◆ **WHAT TO PRODUCE**:
From the entries below, gather each line containing the word "value".

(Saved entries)
————
use thiserror::Error;

#[derive(Debug, Error)]
pub enum DomainError {
    #[error("Not found: {0}")]
    NotFound(String),

    #[error("Invalid input: {0}")]
    InvalidInput(String),

    #[error("Configuration error: {0}")]
    Config(String),

    #[error("Database error: {0}")]
    Database(String),

    #[error("Parse error: {0}")]
    Parse(String),
}

impl From<rusqlite::Error> for DomainError {
    fn from(e: rusqlite::Error) -> Self {
        DomainError::Database(e.to_string())
    }
}

impl From<serde_json::Error> for DomainError {
    fn from(e: serde_json::Error) -> Self {
        DomainError::Parse(e.to_string())
    }
}
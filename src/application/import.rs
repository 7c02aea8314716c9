//! Bulk load of a JSON dataset into the performance stores.

use std::sync::Arc;

use serde::Serialize;
use tracing::info;

pub use crate::domain::entities::dataset::Dataset;
use crate::domain::error::DomainError;
use crate::domain::ports::performance_repository::PerformanceRepository;

#[derive(Debug, Default, Serialize)]
pub struct ImportSummary {
    pub competitors: usize,
    pub statistics: usize,
    pub matches: usize,
    pub availability: usize,
    pub outcomes: usize,
}

pub struct ImportUseCase {
    repo: Arc<dyn PerformanceRepository>,
}

impl ImportUseCase {
    pub fn new(repo: Arc<dyn PerformanceRepository>) -> Self {
        Self { repo }
    }

    /// Validate the whole dataset, then write it in one transaction. A
    /// rejected or failed import writes nothing.
    pub fn execute(&self, dataset: &Dataset) -> Result<ImportSummary, DomainError> {
        validate(dataset)?;
        self.repo.import(dataset)?;

        let summary = ImportSummary {
            competitors: dataset.competitors.len(),
            statistics: dataset.statistics.len(),
            matches: dataset.matches.len(),
            availability: dataset.availability.len(),
            outcomes: dataset.outcomes.len(),
        };
        info!(?summary, "Dataset imported");
        Ok(summary)
    }
}

fn validate(dataset: &Dataset) -> Result<(), DomainError> {
    for s in &dataset.statistics {
        if !s.value.is_finite() {
            return Err(DomainError::InvalidInput(format!(
                "Non-finite {} for competitor {} in period {}",
                s.metric, s.competitor_id, s.period_id
            )));
        }
    }
    for m in &dataset.matches {
        if !m.home_expected.is_finite() || !m.away_expected.is_finite() {
            return Err(DomainError::InvalidInput(format!(
                "Non-finite expected goals for match {} v {} in period {}",
                m.home_team, m.away_team, m.period_id
            )));
        }
        if m.home_team == m.away_team {
            return Err(DomainError::InvalidInput(format!(
                "Team {} cannot play itself in period {}",
                m.home_team, m.period_id
            )));
        }
    }
    for a in &dataset.availability {
        if a.chance > 100 {
            return Err(DomainError::InvalidInput(format!(
                "Availability for competitor {} in period {} must be 0-100, got {}",
                a.competitor_id, a.period_id, a.chance
            )));
        }
    }
    for o in &dataset.outcomes {
        if !o.value.is_finite() {
            return Err(DomainError::InvalidInput(format!(
                "Non-finite outcome for competitor {} in period {}",
                o.competitor_id, o.period_id
            )));
        }
    }
    Ok(())
}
————
◆ **TASK OUTPUT**:
        if !s.value.is_finite() {
        if !o.value.is_finite() {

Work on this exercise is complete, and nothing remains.